EPA Slaps HGTV’s Chip and Joanna Gaines with $40,000 Fine

In this March 29, 2016 photo, Joanna Gaines, left, and Chip Gaines pose for a portrait in New York to promote their home improvement show, "Fixer Upper," on HGTV. (Photo by Brian Ach/Invision/AP)
Brian Ach/Invision/AP

The Environmental Protection Agency (EPA) is slapping the home renovation company owned by HGTV’s Chip and Joanna Gaines with a $40,000 fine for improper use of lead paint.

Magnolia Homes, the company owned by the HGTV stars, will have to pay the EPA $40,000 for allegedly violating a section of the Toxic Substances Control Act (TSCA) dealing with lead paint.
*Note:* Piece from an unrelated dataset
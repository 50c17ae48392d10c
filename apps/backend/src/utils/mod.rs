pub mod date_format;
pub mod relative_time;
pub mod slug;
They reportedly conducted home renovations using lead paint on several episodes of the HGTV show Fixer Upper, according to a press release from the EPA.

The couple also agreed to educate the public about lead-based paint and ensure their company remains compliant with EPA regulations on lead-based paint.
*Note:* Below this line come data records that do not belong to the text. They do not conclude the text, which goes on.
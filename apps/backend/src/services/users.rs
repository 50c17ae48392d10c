//! User administration rules layered over the users repository.

use sea_orm::ConnectionTrait;

use crate::auth::claims::Role;
use crate::auth::password::{hash_password_blocking, validate_new_password};
use crate::error::AppError;
use crate::repos::users::{self, Account, AccountChanges, NewAccount};

pub struct CreateUser {
    pub email: String,
    pub name: String,
    pub password: String,
    pub role: Role,
}

#[derive(Default)]
pub struct UpdateUser {
    pub name: Option<String>,
    pub role: Option<Role>,
    pub is_active: Option<bool>,
    pub password: Option<String>,
}

pub fn normalize_email(email: &str) -> String {
    email.trim().to_lowercase()
}

/// Shape check only: one `@`, something before it and a dot after it.
pub fn is_plausible_email(email: &str) -> bool {
    match email.split_once('@') {
        Some((local, domain)) => {
            !local.is_empty()
                && !domain.contains('@')
                && domain.contains('.')
                && !domain.starts_with('.')
                && !domain.ends_with('.')
        }
        None => false,
    }
}

fn required_name(name: &str) -> Result<String, AppError> {
    let name = name.trim();
    if name.is_empty() {
        return Err(AppError::invalid("Name is required"));
    }
    Ok(name.to_string())
}

pub async fn create_user<C: ConnectionTrait + Send + Sync>(
    conn: &C,
    input: CreateUser,
) -> Result<Account, AppError> {
    let email = normalize_email(&input.email);
    if !is_plausible_email(&email) {
        return Err(AppError::invalid("A valid email is required"));
    }
    let name = required_name(&input.name)?;
    validate_new_password(&input.password)?;

    if users::find_by_email(conn, &email).await?.is_some() {
        return Err(AppError::conflict("Email already registered"));
    }

    users::create(
        conn,
        NewAccount {
            email,
            name,
            password_hash: hash_password_blocking(input.password).await?,
            role: input.role,
        },
    )
    .await
}

pub async fn update_user<C: ConnectionTrait + Send + Sync>(
    conn: &C,
    acting_user_id: i64,
    target_id: i64,
    input: UpdateUser,
) -> Result<Account, AppError> {
    if acting_user_id == target_id && input.is_active == Some(false) {
        return Err(AppError::bad_request("You cannot deactivate your own account"));
    }
    // Only super admins manage users, so any other role is a self-demotion.
    if acting_user_id == target_id && input.role.is_some_and(|role| role != Role::SuperAdmin) {
        return Err(AppError::bad_request("You cannot change your own role"));
    }

    let name = input.name.as_deref().map(required_name).transpose()?;
    let password_hash = match input.password.as_deref() {
        Some(password) => {
            validate_new_password(password)?;
            Some(hash_password_blocking(password.to_string()).await?)
        }
        None => None,
    };

    users::update(
        conn,
        target_id,
        AccountChanges {
            name,
            role: input.role,
            is_active: input.is_active,
            password_hash,
        },
    )
    .await
}

pub async fn delete_user<C: ConnectionTrait + Send + Sync>(
    conn: &C,
    acting_user_id: i64,
    target_id: i64,
) -> Result<(), AppError> {
    if acting_user_id == target_id {
        return Err(AppError::bad_request("You cannot delete your own account"));
    }
    if !users::delete(conn, target_id).await? {
        return Err(AppError::not_found("User not found"));
    }
    Ok(())
}

#[cfg(test)]
mod tests {
    use sea_orm::{DatabaseBackend, MockDatabase};

    use super::*;

    #[test]
    fn email_shape() {
        assert!(is_plausible_email("takmir@masjid.or.id"));
        assert!(!is_plausible_email("takmir"));
        assert!(!is_plausible_email("@masjid.org"));
        assert!(!is_plausible_email("a@b@c.org"));
        assert!(!is_plausible_email("a@localhost"));
        assert_eq!(normalize_email("  Admin@Masjid.ORG "), "admin@masjid.org");
    }

    #[tokio::test]
    async fn cannot_delete_self() {
        let db = MockDatabase::new(DatabaseBackend::Postgres).into_connection();
        let err = delete_user(&db, 4, 4).await.unwrap_err();
        assert!(matches!(err, AppError::BadRequest { .. }));
    }

    #[tokio::test]
    async fn cannot_deactivate_self() {
        let db = MockDatabase::new(DatabaseBackend::Postgres).into_connection();
        let err = update_user(
            &db,
            4,
            4,
            UpdateUser {
                is_active: Some(false),
                ..Default::default()
            },
        )
        .await
        .unwrap_err();
        assert!(matches!(err, AppError::BadRequest { .. }));
    }

    #[tokio::test]
    async fn cannot_demote_self() {
        for role in [Role::Admin, Role::Viewer] {
            let db = MockDatabase::new(DatabaseBackend::Postgres).into_connection();
            let err = update_user(
                &db,
                4,
                4,
                UpdateUser {
                    role: Some(role),
                    ..Default::default()
                },
            )
            .await
            .unwrap_err();
            match err {
                AppError::BadRequest { detail } => {
                    assert_eq!(detail, "You cannot change your own role")
                }
                other => panic!("expected bad request, got {other:?}"),
            }
            assert!(db.into_transaction_log().is_empty());
        }
    }

    #[tokio::test]
    async fn create_rejects_bad_input_before_touching_db() {
        let db = MockDatabase::new(DatabaseBackend::Postgres).into_connection();
        let err = create_user(
            &db,
            CreateUser {
                email: "not-an-email".into(),
                name: "Imam".into(),
                password: "long-enough".into(),
                role: Role::Admin,
            },
        )
        .await
        .unwrap_err();
        assert!(matches!(err, AppError::Validation { .. }));

        let err = create_user(
            &db,
            CreateUser {
                email: "imam@masjid.org".into(),
                name: "Imam".into(),
                password: "short".into(),
                role: Role::Admin,
            },
        )
        .await
        .unwrap_err();
        assert!(matches!(err, AppError::Validation { .. }));
    }
}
The EPA investigated the work the Gaineses did on 33 properties and discovered that they improperly used lead paint against EPA regulations.

“It’s important that consumers and contractors understand that improper home renovation can expose residents and workers to hazardous lead dust,” said EPA Office of Enforcement and Compliance Assurance Assistant Administrator Susan Bodine said in a statement. “Through this settlement, Magnolia is putting in place safeguards to ensure the safety of its renovation work and making meaningful contributions toward the protection of children and vulnerable communities from exposure to lead-based paint.”
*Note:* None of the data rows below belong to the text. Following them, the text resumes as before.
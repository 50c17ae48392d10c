//! Task-local trace context for web requests.
//!
//! `RequestTrace` opens the scope for each request; anything running inside
//! the handler future (error rendering, security logs) can read the id
//! without threading it through every call.

use tokio::task_local;

task_local! {
    static TRACE_ID: String;
}

/// Trace id of the current request, or "unknown" outside a request scope.
pub fn trace_id() -> String {
    TRACE_ID
        .try_with(Clone::clone)
        .unwrap_or_else(|_| "unknown".to_string())
}

/// Run a future with `trace_id` installed as the current trace id.
pub async fn with_trace_id<F, R>(trace_id: String, future: F) -> R
where
    F: std::future::Future<Output = R>,
{
    TRACE_ID.scope(trace_id, future).await
}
A spokesperson for Magnolia Homes addressed the EPA fine Tuesday saying that the company took “immediate steps” to comply with EPA regulations under the Toxic Substances Control Act.

“Shortly after being first contacted by the EPA three years ago, Magnolia Homes took immediate steps to bring its activities into compliance with [the Toxic Substances Control Act],” the Magnolia Homes spokesperson told People Magazine Tuesday.

Chip Gaines has already warned the public about using lead-based paint in home renovations.

In March, he tweeted a link to an EPA website urging people to find “certified renovators” that could check their homes for lead hazards.